SARS-CoV-2 continues to adapt for an efficient spread in the human population resulting in the emergence of variants [52, 53]. It was reported that variants of ORF3b that are either longer and shorter forms are either more or less active than the original ORF3b variant, respectively [44]. Variants of Nsp1 were detected, which show increased efficiencies in IFN antagonism [54]. It was noted, that variants of concern (VOC) differ in their resistance toward exogenous IFN, with the alpha VOC being consistently the most resistant [55, 56]. Mechanistic analysis revealed that the alpha VOC has increased relative expression levels of the IFN antagonists N, ORF9b, and ORF6 compared to an early 2020 SARS-CoV-2 strain [57].

As SARS-CoV-2 was shown to be sensitive to innate immune activation, treatment with IFNs may be beneficial in COVID-19 [58, 59]. Accordingly, the early presence of IFNs was shown to protect COVID-19 patients from severe disease [51, 60]. However, IFNs are detrimental in the long run by promoting inflammation. The excessive presence of IFNs (and other pro-inflammatory cytokines) often defines the severity of the diseases and possibly even long-term consequences of the infection [61, 62]. Consequently, anti-viral IFN therapy is usually efficient but also associated with severe side effects. Therefore, exact timing and dosing are paramount, e.g., using the most potent IFNs or synergies in combinatorial approaches with multiple different IFNs [17]. In addition, a better understanding of the mechanistic details of the IFN antagonism by SARS-CoV-2 proteins may allow us to more efficiently interfere with and perhaps even prevent viral immune evasion.
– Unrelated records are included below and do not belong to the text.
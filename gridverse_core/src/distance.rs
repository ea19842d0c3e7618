//! Navigation distances over the grid.
//!
//! Distances are computed by breadth-first flood fill over passable cells and
//! memoized per `(layout, source)` in a small LRU cache, since layouts rarely
//! change within an episode.

use std::{collections::VecDeque, rc::Rc};

use crate::{
    geometry::{Position, manhattan_boundary},
    map::Grid,
};

/// Passability of every cell: `true` where the agent may walk.
pub type Layout = Grid<bool>;

/// Step distances from a single source cell.
#[derive(Debug, Clone, PartialEq, Eq)]
pub struct DistanceMap {
    steps: Grid<Option<u32>>,
}

impl DistanceMap {
    /// Number of steps from the source, or `None` if unreachable or outside
    /// the grid.
    pub fn steps(&self, position: Position) -> Option<u32> {
        self.steps.get(position).ok().copied().flatten()
    }

    /// Steps from the source as a float; unreachable cells are infinitely far.
    pub fn distance(&self, position: Position) -> f64 {
        self.steps(position).map_or(f64::INFINITY, f64::from)
    }
}

/// Breadth-first flood fill from `source` over the 4-connected passable cells
/// of `layout`.
///
/// The source itself is at distance 0 whether or not it is passable.
pub fn shortest_path_distances(layout: &Layout, source: Position) -> DistanceMap {
    let mut steps: Grid<Option<u32>> = Grid::new(layout.height(), layout.width());

    if let Ok(cell) = steps.get_mut(source) {
        *cell = Some(0);
        let mut frontier = VecDeque::from([(source, 0u32)]);
        while let Some((position, distance)) = frontier.pop_front() {
            for neighbor in manhattan_boundary(position, 1) {
                let passable = layout.get(neighbor).is_ok_and(|passable| *passable);
                if passable && steps[neighbor].is_none() {
                    steps[neighbor] = Some(distance + 1);
                    frontier.push_back((neighbor, distance + 1));
                }
            }
        }
    }

    DistanceMap { steps }
}

struct CacheEntry {
    layout: Layout,
    source: Position,
    distances: Rc<DistanceMap>,
}

/// Bounded least-recently-used cache of [`shortest_path_distances`] results.
///
/// Entries are keyed by the full layout, so any change to passability (a door
/// opening, a wall appearing) is a cache miss rather than a stale hit.
pub struct DistanceCache {
    capacity: usize,
    // most recently used first
    entries: VecDeque<CacheEntry>,
    hits: u64,
    misses: u64,
}

impl DistanceCache {
    pub const DEFAULT_CAPACITY: usize = 10;

    /// Creates a cache holding at most `capacity` results; `0` disables caching.
    pub fn new(capacity: usize) -> Self {
        DistanceCache {
            capacity,
            entries: VecDeque::with_capacity(capacity),
            hits: 0,
            misses: 0,
        }
    }

    /// Distances from `source` over `layout`, computed on a miss.
    pub fn distances(&mut self, layout: &Layout, source: Position) -> Rc<DistanceMap> {
        let found = self
            .entries
            .iter()
            .position(|entry| entry.source == source && entry.layout == *layout);

        if let Some(index) = found {
            self.hits += 1;
            if let Some(entry) = self.entries.remove(index) {
                let distances = Rc::clone(&entry.distances);
                self.entries.push_front(entry);
                return distances;
            }
        }

        self.misses += 1;
        let distances = Rc::new(shortest_path_distances(layout, source));
        if self.capacity > 0 {
            if self.entries.len() == self.capacity {
                self.entries.pop_back();
            }
            self.entries.push_front(CacheEntry {
                layout: layout.clone(),
                source,
                distances: Rc::clone(&distances),
            });
        }
        distances
    }

    pub fn len(&self) -> usize {
        self.entries.len()
    }

    pub fn is_empty(&self) -> bool {
        self.entries.is_empty()
    }

    pub fn hits(&self) -> u64 {
        self.hits
    }

    pub fn misses(&self) -> u64 {
        self.misses
    }

    pub fn clear(&mut self) {
        self.entries.clear();
    }
}

impl Default for DistanceCache {
    fn default() -> Self {
        DistanceCache::new(DistanceCache::DEFAULT_CAPACITY)
    }
}
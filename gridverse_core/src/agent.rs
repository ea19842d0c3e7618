use serde::{Deserialize, Serialize};

use crate::{
    geometry::{Area, DeltaPosition, Orientation, Pose, Position},
    object::GridObject,
};

/// The agent part of the state: where it stands, where it faces, and what it
/// carries (`None` when empty-handed).
#[derive(Debug, Clone, PartialEq, Eq, Hash, Serialize, Deserialize)]
pub struct Agent {
    pub position: Position,
    pub orientation: Orientation,
    pub held: Option<GridObject>,
}

impl Agent {
    pub fn new(position: Position, orientation: Orientation) -> Self {
        Agent {
            position,
            orientation,
            held: None,
        }
    }

    pub fn pose(&self) -> Pose {
        Pose {
            position: self.position,
            orientation: self.orientation,
        }
    }

    /// Absolute position of an offset given in the agent's frame of reference.
    pub fn position_relative(&self, delta: DeltaPosition) -> Position {
        self.pose().absolute_position(delta)
    }

    pub fn front_position(&self) -> Position {
        self.pose().front_position()
    }

    /// Absolute area corresponding to an area relative to the agent's point
    /// of view, where `(0, 0)` is the agent and `(-1, 0)` the cell in front.
    pub fn pov_area(&self, relative: &Area) -> Area {
        self.pose().absolute_area(relative)
    }
}
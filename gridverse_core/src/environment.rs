use rand::{SeedableRng, rngs::StdRng};
use tracing::{debug, info};

use crate::{
    action::Action,
    error::{EnvError, EvalError},
    layout::{LayoutError, parse_layout},
    reward::RewardFunction,
    state::State,
    terminating::TerminatingFunction,
    transition::TransitionFunction,
};

/// Produces the initial state of an episode.
pub trait ResetFunction {
    fn reset(&self, rng: &mut StdRng) -> Result<State, EnvError>;
}

impl<F> ResetFunction for F
where
    F: Fn(&mut StdRng) -> Result<State, EnvError>,
{
    fn reset(&self, rng: &mut StdRng) -> Result<State, EnvError> {
        self(rng)
    }
}

/// Starts every episode from the same state.
#[derive(Debug, Clone)]
pub struct FixedLayout {
    state: State,
}

impl FixedLayout {
    pub fn new(state: State) -> Self {
        FixedLayout { state }
    }

    /// Parses a text layout, see [`crate::layout`].
    pub fn parse(layout: &str) -> Result<Self, LayoutError> {
        parse_layout(layout).map(FixedLayout::new)
    }
}

impl ResetFunction for FixedLayout {
    fn reset(&self, _rng: &mut StdRng) -> Result<State, EnvError> {
        Ok(self.state.clone())
    }
}

/// Result of a single step.
#[derive(Debug, Clone, Copy, PartialEq)]
pub struct StepOutcome {
    pub reward: f64,
    pub terminal: bool,
}

struct Dynamics {
    transition: Box<dyn TransitionFunction>,
    reward: Box<dyn RewardFunction>,
    terminating: Box<dyn TerminatingFunction>,
}

impl Dynamics {
    fn step(&self, state: &State, action: Action, rng: &mut StdRng) -> Result<(State, StepOutcome), EnvError> {
        let mut next_state = state.clone();
        self.transition.apply(&mut next_state, action, rng)?;
        // a transition must never commit the agent outside the grid
        next_state
            .grid
            .get(next_state.agent.position)
            .map_err(EvalError::from)?;

        let reward = self.reward.reward(state, action, &next_state)?;
        let terminal = self.terminating.is_terminal(state, action, &next_state)?;
        Ok((next_state, StepOutcome { reward, terminal }))
    }
}

/// Drives episodes: owns the current state and the random generator, and
/// sequences transition, reward and termination once per step.
pub struct Environment {
    reset_function: Box<dyn ResetFunction>,
    dynamics: Dynamics,
    rng: StdRng,
    state: Option<State>,
}

impl Environment {
    /// Creates an environment seeded from the OS; call [`Environment::set_seed`]
    /// for reproducible episodes.
    pub fn new(
        reset_function: Box<dyn ResetFunction>,
        transition: Box<dyn TransitionFunction>,
        reward: Box<dyn RewardFunction>,
        terminating: Box<dyn TerminatingFunction>,
    ) -> Self {
        Environment {
            reset_function,
            dynamics: Dynamics {
                transition,
                reward,
                terminating,
            },
            rng: StdRng::from_os_rng(),
            state: None,
        }
    }

    pub fn set_seed(&mut self, seed: u64) {
        info!(seed, "seeding environment");
        self.rng = StdRng::seed_from_u64(seed);
    }

    /// Starts a new episode.
    pub fn reset(&mut self) -> Result<&State, EnvError> {
        let state = self.reset_function.reset(&mut self.rng)?;
        info!(
            height = state.grid.height(),
            width = state.grid.width(),
            agent = %state.agent.position,
            "reset environment"
        );
        Ok(self.state.insert(state))
    }

    /// Advances the current episode by one action.
    ///
    /// On error the current state is left untouched.
    pub fn step(&mut self, action: Action) -> Result<StepOutcome, EnvError> {
        let state = self.state.as_ref().ok_or(EnvError::NotReset)?;
        let (next_state, outcome) = self.dynamics.step(state, action, &mut self.rng)?;
        debug!(
            ?action,
            agent = %next_state.agent.position,
            reward = outcome.reward,
            terminal = outcome.terminal,
            "step"
        );
        self.state = Some(next_state);
        Ok(outcome)
    }

    /// Computes the step from an arbitrary state without touching the
    /// current episode. Still draws from the environment's generator.
    pub fn functional_step(&mut self, state: &State, action: Action) -> Result<(State, StepOutcome), EnvError> {
        self.dynamics.step(state, action, &mut self.rng)
    }

    /// Current state, if the environment has been reset.
    pub fn state(&self) -> Option<&State> {
        self.state.as_ref()
    }
}

#[cfg(test)]
mod tests {
    use super::*;
    use crate::{
        geometry::Position,
        registry::FunctionSpec,
        reward::RewardRegistry,
        terminating::TerminatingRegistry,
        transition::{Chain, StepMovingObstacles, UpdateAgent},
    };

    const LAYOUT: &str = "
        WL WL WL WL WL
        WL AE .. .. WL
        WL .. MO .. WL
        WL .. .. E- WL
        WL WL WL WL WL
    ";

    fn environment() -> Environment {
        let transition = Chain::new(vec![Box::new(UpdateAgent), Box::new(StepMovingObstacles)]);
        let reward = RewardRegistry::with_builtins()
            .build_spec(&FunctionSpec::new("reach_exit"))
            .unwrap();
        let terminating = TerminatingRegistry::with_builtins()
            .build_spec(&FunctionSpec::new("reach_exit"))
            .unwrap();
        Environment::new(
            Box::new(FixedLayout::parse(LAYOUT).unwrap()),
            Box::new(transition),
            reward,
            terminating,
        )
    }

    #[test]
    fn step_before_reset_fails() {
        let mut env = environment();
        assert_eq!(env.step(Action::MoveForward), Err(EnvError::NotReset));
        assert!(env.state().is_none());
    }

    #[test]
    fn reaching_the_exit_terminates() {
        let mut env = environment();
        env.set_seed(3);
        env.reset().unwrap();

        let actions = [
            Action::MoveForward,
            Action::MoveForward,
            Action::TurnRight,
            Action::MoveForward,
            Action::MoveForward,
        ];
        let outcomes: Vec<StepOutcome> = actions.iter().map(|a| env.step(*a).unwrap()).collect();
        let last = outcomes.last().unwrap();
        assert_eq!(env.state().unwrap().agent.position, Position::new(3, 3));
        assert!(last.terminal);
        assert_eq!(last.reward, 1.0);
        assert!(outcomes[..4].iter().all(|o| !o.terminal && o.reward == 0.0));
    }

    #[test]
    fn same_seed_same_episode() {
        let actions = [
            Action::TurnLeft,
            Action::Actuate,
            Action::MoveRight,
            Action::TurnRight,
            Action::MoveBackward,
            Action::PickNDrop,
        ];
        let run = |seed| {
            let mut env = environment();
            env.set_seed(seed);
            env.reset().unwrap();
            actions
                .iter()
                .map(|a| {
                    let outcome = env.step(*a).unwrap();
                    (outcome, env.state().unwrap().clone())
                })
                .collect::<Vec<_>>()
        };
        assert_eq!(run(11), run(11));
    }

    #[test]
    fn functional_step_leaves_episode_untouched() {
        let mut env = environment();
        env.set_seed(0);
        let start = env.reset().unwrap().clone();

        let (next, _) = env.functional_step(&start, Action::MoveForward).unwrap();
        assert_eq!(next.agent.position, Position::new(1, 2));
        assert_eq!(env.state(), Some(&start));
    }

    #[test]
    fn reset_function_can_be_a_closure() {
        let mut env = Environment::new(
            Box::new(|_: &mut StdRng| -> Result<State, EnvError> { Ok(parse_layout("AN E-")?) }),
            Box::new(UpdateAgent),
            RewardRegistry::with_builtins()
                .build_spec(&FunctionSpec::new("living_reward"))
                .unwrap(),
            TerminatingRegistry::with_builtins()
                .build_spec(&FunctionSpec::new("reach_exit"))
                .unwrap(),
        );
        assert_eq!(env.reset().unwrap().agent.position, Position::new(0, 0));
        assert_eq!(
            env.step(Action::MoveRight).unwrap(),
            StepOutcome {
                reward: -1.0,
                terminal: true
            }
        );
    }
}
In summary, while the past more than two years have brought astounding progress in the characterization of the interplay between the IFN system and SARS-CoV-2, we are still only beginning to understand the intricate details. Many of the proteins described here also antagonize other pathways of anti-viral immunity, besides the IFN system, such as autophagy [17, 63]. Especially for therapeutic intervention, e.g., with IFNs, we need to better understand the interplay between the IFN system and SARS-CoV-2 to define the best dose, timing, and synergistic combinations of different IFNs to approach safe and effective COVID-19 therapy based on innate immune modulation [64].